Zu Recht wurde von Soldatinnen und Soldaten, die aus Auslandseinsätzen zurückkehrten, gefordert, dass auch Deutschland eine Veteranenkultur brauche. Dank der Initiative von Hinterbliebenen und Interessenverbänden sind wir heute einen großen Schritt weiter.

Die heutige Zeitenwende hat in Deutschland zu einer neuen Diskussion über das Verhältnis zu Krieg und Wehrhaftigkeit geführt. Viele sind der Überzeugung, dass eine wehrhafte Demokratie auch gut aufgestellte und ausgerüstete Streitkräfte benötigt. Diese Überzeugung reift aber nicht vom einen auf den anderen Tag, sie ist eine Generationenaufgabe. Wichtig ist dabei, dass wir auch schwierige Themen offen und ohne Tabus diskutieren können. Wir brauchen eine offene gesellschaftliche Diskussion darüber, was Resilienz, Widerstandsfähigkeit und Opferbereitschaft bedeuten und welchen Beitrag die Bürgerinnen und Bürger unseres Landes dafür leisten wollen. Der Staat kann den gesetzlichen Rahmen vorgeben, aber er braucht die Menschen, die ihn mit Leben erfüllen.
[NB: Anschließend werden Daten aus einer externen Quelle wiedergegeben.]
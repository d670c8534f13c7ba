//! Storage abstraction for the knowledge corpus.
//!
//! The [`KnowledgeStore`] trait defines the operations the pipeline and
//! the admin commands need, enabling pluggable backends (SQLite,
//! in-memory). Implementations must be `Send + Sync`.
//!
//! The one semantically loaded operation is [`replace_all`]: an upload is
//! a hard replace of the whole corpus, applied atomically with respect to
//! concurrent readers. A query running during a replace sees either the
//! fully-old or fully-new corpus, never a partially-deleted one.
//!
//! [`replace_all`]: KnowledgeStore::replace_all

pub mod memory;
pub mod sqlite;

use anyhow::Result;
use async_trait::async_trait;

use crate::models::Document;

/// Abstract storage backend for the knowledge corpus.
///
/// | Method | Purpose |
/// |--------|---------|
/// | [`list`](KnowledgeStore::list) | All documents, oldest first |
/// | [`replace_all`](KnowledgeStore::replace_all) | Clear the corpus and insert one document |
/// | [`get`](KnowledgeStore::get) | Fetch a document by id |
/// | [`update`](KnowledgeStore::update) | Replace a document's content in place |
/// | [`delete`](KnowledgeStore::delete) | Remove a document by id |
/// | [`delete_all`](KnowledgeStore::delete_all) | Remove every document |
#[async_trait]
pub trait KnowledgeStore: Send + Sync {
    /// Return snapshots of all stored documents, oldest first.
    async fn list(&self) -> Result<Vec<Document>>;

    /// Atomically clear the corpus and insert `content` as its sole
    /// document. Returns the new document.
    async fn replace_all(&self, content: &str) -> Result<Document>;

    /// Fetch a document by id; `None` when it does not exist.
    async fn get(&self, id: &str) -> Result<Option<Document>>;

    /// Replace the content of document `id` in place, bumping its
    /// `updated_at`. Returns the updated document, or `None` when the id
    /// does not exist.
    async fn update(&self, id: &str, content: &str) -> Result<Option<Document>>;

    /// Delete document `id`. Returns `false` when the id does not exist.
    async fn delete(&self, id: &str) -> Result<bool>;

    /// Delete every document, returning how many were removed.
    async fn delete_all(&self) -> Result<u64>;
}
//! Relevance ranking over candidate passages.
//!
//! Three interchangeable strategies, selected by `[retrieval] strategy`:
//!
//! | Strategy | Engine | Accepts |
//! |----------|--------|---------|
//! | `keyword` | substring containment of the leading query tokens | first matching passage, document order |
//! | `fuzzy` | token-set edit-distance ratio (0–100) | single best passage at or above the score floor |
//! | `dense` | embedding cosine similarity | top-k passages at or above the similarity threshold |
//!
//! All strategies may accept zero passages; that is a normal outcome
//! (no sufficiently relevant content), not an error.

use std::str::FromStr;
use tracing::debug;

use crate::embedding::{cosine_similarity, Embedder};
use crate::error::CollaboratorError;
use crate::fuzzy;
use crate::models::{Passage, ScoredPassage};

/// Ranking strategy selector.
#[derive(Debug, Clone, Copy, PartialEq, Eq)]
pub enum Strategy {
    Keyword,
    Fuzzy,
    Dense,
}

impl Strategy {
    /// True when the strategy needs an embedding collaborator.
    pub fn needs_embedder(&self) -> bool {
        matches!(self, Strategy::Dense)
    }
}

impl FromStr for Strategy {
    type Err = anyhow::Error;

    fn from_str(s: &str) -> Result<Self, Self::Err> {
        match s {
            "keyword" => Ok(Strategy::Keyword),
            "fuzzy" => Ok(Strategy::Fuzzy),
            "dense" => Ok(Strategy::Dense),
            other => anyhow::bail!(
                "Unknown retrieval strategy: '{}'. Use keyword, fuzzy, or dense.",
                other
            ),
        }
    }
}

/// Keyword containment scan.
///
/// Lower-cases the query, takes its first two whitespace tokens, and scans
/// passages in document order. The first passage containing every needle
/// wins outright; no further passages are examined.
pub fn rank_keyword(query: &str, passages: Vec<Passage>) -> Vec<ScoredPassage> {
    let query_lower = query.to_lowercase();
    let needles: Vec<&str> = query_lower.split_whitespace().take(2).collect();
    if needles.is_empty() {
        return Vec::new();
    }

    for passage in passages {
        let text_lower = passage.text.to_lowercase();
        if needles.iter().all(|n| text_lower.contains(n)) {
            return vec![ScoredPassage {
                passage,
                score: 1.0,
            }];
        }
    }

    Vec::new()
}

/// Fuzzy best-match scan.
///
/// Scores every passage against the query on the 0–100 scale and accepts
/// the single best one if it reaches `score_floor`. Ties resolve to the
/// earlier passage in document order.
pub fn rank_fuzzy(query: &str, passages: Vec<Passage>, score_floor: f64) -> Vec<ScoredPassage> {
    let texts: Vec<&str> = passages.iter().map(|p| p.text.as_str()).collect();

    match fuzzy::best_match(query, &texts) {
        Some((idx, score)) if score >= score_floor => {
            debug!(score, "fuzzy match accepted");
            passages
                .into_iter()
                .nth(idx)
                .map(|passage| vec![ScoredPassage { passage, score }])
                .unwrap_or_default()
        }
        _ => Vec::new(),
    }
}

/// Dense-embedding ranking.
///
/// Encodes the query and every passage, scores by cosine similarity, sorts
/// descending, keeps the `top_k` best, and admits only those at or above
/// `min_similarity`.
pub async fn rank_dense(
    query: &str,
    passages: Vec<Passage>,
    embedder: &dyn Embedder,
    top_k: usize,
    min_similarity: f64,
) -> Result<Vec<ScoredPassage>, CollaboratorError> {
    if passages.is_empty() {
        return Ok(Vec::new());
    }

    let texts: Vec<String> = passages.iter().map(|p| p.text.clone()).collect();
    let query_vec = embedder.encode(query).await?;
    let passage_vecs = embedder.encode_batch(&texts).await?;

    let mut scored: Vec<ScoredPassage> = passages
        .into_iter()
        .zip(passage_vecs.iter())
        .map(|(passage, vec)| ScoredPassage {
            score: cosine_similarity(&query_vec, vec) as f64,
            passage,
        })
        .collect();

    scored.sort_by(|a, b| {
        b.score
            .partial_cmp(&a.score)
            .unwrap_or(std::cmp::Ordering::Equal)
    });
    scored.truncate(top_k);
    scored.retain(|sp| sp.score >= min_similarity);

    debug!(
        scores = ?scored.iter().map(|sp| sp.score).collect::<Vec<_>>(),
        "dense ranking accepted passages"
    );

    Ok(scored)
}

#[cfg(test)]
mod tests {
    use super::*;
    use async_trait::async_trait;

    fn passage(text: &str) -> Passage {
        Passage {
            document_id: "doc-1".to_string(),
            text: text.to_string(),
        }
    }

    #[test]
    fn strategy_parses() {
        assert_eq!("keyword".parse::<Strategy>().unwrap(), Strategy::Keyword);
        assert_eq!("fuzzy".parse::<Strategy>().unwrap(), Strategy::Fuzzy);
        assert_eq!("dense".parse::<Strategy>().unwrap(), Strategy::Dense);
        assert!("bm25".parse::<Strategy>().is_err());
    }

    #[test]
    fn keyword_first_match_wins() {
        let passages = vec![
            passage("Nothing relevant in this one."),
            passage("The billing policy covers refunds for annual plans."),
            passage("The billing policy also mentions refunds here, later."),
        ];
        let ranked = rank_keyword("billing policy details", passages);
        assert_eq!(ranked.len(), 1);
        assert!(ranked[0].passage.text.contains("annual plans"));
    }

    #[test]
    fn keyword_requires_both_leading_tokens() {
        let passages = vec![passage("The policy alone is not enough to match.")];
        assert!(rank_keyword("billing policy", passages).is_empty());
    }

    #[test]
    fn keyword_is_case_insensitive() {
        let passages = vec![passage("BILLING Policy text that should match fine.")];
        let ranked = rank_keyword("billing policy", passages);
        assert_eq!(ranked.len(), 1);
    }

    #[test]
    fn keyword_single_token_query_matches_on_it() {
        let passages = vec![passage("The refunds process takes five days.")];
        let ranked = rank_keyword("refunds", passages);
        assert_eq!(ranked.len(), 1);
    }

    #[test]
    fn fuzzy_accepts_best_above_floor() {
        let passages = vec![
            passage("The cat sat on the mat"),
            passage("Quantum entanglement explained"),
        ];
        let ranked = rank_fuzzy("cat sat on mat", passages, 70.0);
        assert_eq!(ranked.len(), 1);
        assert!(ranked[0].passage.text.contains("cat"));
        assert!(ranked[0].score >= 70.0);
    }

    #[test]
    fn fuzzy_rejects_everything_below_floor() {
        let passages = vec![
            passage("The cat sat on the mat"),
            passage("Quantum entanglement explained"),
        ];
        assert!(rank_fuzzy("xyz completely unrelated", passages, 70.0).is_empty());
    }

    /// Returns the first vector for any query and the listed vectors for
    /// batches, keyed by position.
    struct FixedEmbedder {
        query_vec: Vec<f32>,
        batch_vecs: Vec<Vec<f32>>,
    }

    #[async_trait]
    impl Embedder for FixedEmbedder {
        fn model_name(&self) -> &str {
            "fixed"
        }
        fn dims(&self) -> usize {
            self.query_vec.len()
        }
        async fn encode_batch(&self, texts: &[String]) -> Result<Vec<Vec<f32>>, CollaboratorError> {
            Ok(self.batch_vecs.iter().take(texts.len()).cloned().collect())
        }
        async fn encode(&self, _text: &str) -> Result<Vec<f32>, CollaboratorError> {
            Ok(self.query_vec.clone())
        }
    }

    #[tokio::test]
    async fn dense_admits_close_excludes_unrelated() {
        let embedder = FixedEmbedder {
            query_vec: vec![1.0, 0.0],
            batch_vecs: vec![vec![0.9, 0.1], vec![0.0, 1.0]],
        };
        let passages = vec![
            passage("Semantically close passage about the topic."),
            passage("Completely unrelated passage about something else."),
        ];
        let ranked = rank_dense("the topic", passages, &embedder, 3, 0.3)
            .await
            .unwrap();
        assert_eq!(ranked.len(), 1);
        assert!(ranked[0].passage.text.contains("close"));
        assert!(ranked[0].score >= 0.3);
    }

    #[tokio::test]
    async fn dense_respects_top_k() {
        let embedder = FixedEmbedder {
            query_vec: vec![1.0, 0.0],
            batch_vecs: vec![vec![1.0, 0.0], vec![0.9, 0.1], vec![0.8, 0.2], vec![0.7, 0.3]],
        };
        let passages = (0..4)
            .map(|i| passage(&format!("Passage number {} in the corpus.", i)))
            .collect();
        let ranked = rank_dense("query", passages, &embedder, 3, 0.3)
            .await
            .unwrap();
        assert_eq!(ranked.len(), 3);
        // Highest similarity first.
        assert!(ranked[0].score >= ranked[1].score);
        assert!(ranked[1].score >= ranked[2].score);
    }

    #[tokio::test]
    async fn dense_empty_passages_short_circuits() {
        struct PanicEmbedder;
        #[async_trait]
        impl Embedder for PanicEmbedder {
            fn model_name(&self) -> &str {
                "panic"
            }
            fn dims(&self) -> usize {
                0
            }
            async fn encode_batch(
                &self,
                _texts: &[String],
            ) -> Result<Vec<Vec<f32>>, CollaboratorError> {
                panic!("should not be called for an empty passage set");
            }
        }
        let ranked = rank_dense("query", Vec::new(), &PanicEmbedder, 3, 0.3)
            .await
            .unwrap();
        assert!(ranked.is_empty());
    }
}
Dabei spielt unsere Geschichte eine maßgebliche Rolle. Sie beeinflusst einerseits, wie wir auf die Welt schauen. Andererseits bestimmt sie, wo wir uns politisch und mit Blick auf unsere Wertevorstellungen verorten. Die West-Bindung ist und bleibt ein Fundament unserer verteidigungspolitischen Ausrichtung. Bei allem, was wir tun, suchen wir stets den Schulterschluss mit unseren Partnern und Alliierten. Sie erwarten zu Recht von uns, dass wir eine Führungsrolle einnehmen. Dazu sind wir bereit, immer in enger Abstimmung und auf Augenhöhe. Nicht zuletzt brauchen wir ein gesundes Maß an Realismus, ein umsichtiges Abwägen von Werten, Interessen und Möglichkeiten. Und eine Ausrichtung an dem, was machbar ist oder eben auch nicht.

Unsere Geschichte mahnt uns, für die Werte einzutreten, die unser Land seit dem Ende des Zweiten Weltkriegs und mit der späteren Überwindung der europäischen Teilung geformt haben. Werte wie Frieden, Freiheit und Demokratie, von denen wir in den letzten 30 Jahren dachten, dass sie keiner existenziellen Bedrohung mehr unterliegen. Sie bilden das Fundament unserer Staatlichkeit. Sie sind keinesfalls selbstverständlich. Gerade mit der Rückkehr des Krieges in die Mitte Europas, in dem unterschiedliche politische Systeme wie Autokratie und Demokratie aufeinanderprallen, ist es unsere Pflicht, diese Werte jeden Tag aufs Neue zu verteidigen. Das ist unser aller Pflicht.

Dieser Text ist zuerst erschienen in Politik & Kultur 12/2023-1/2024.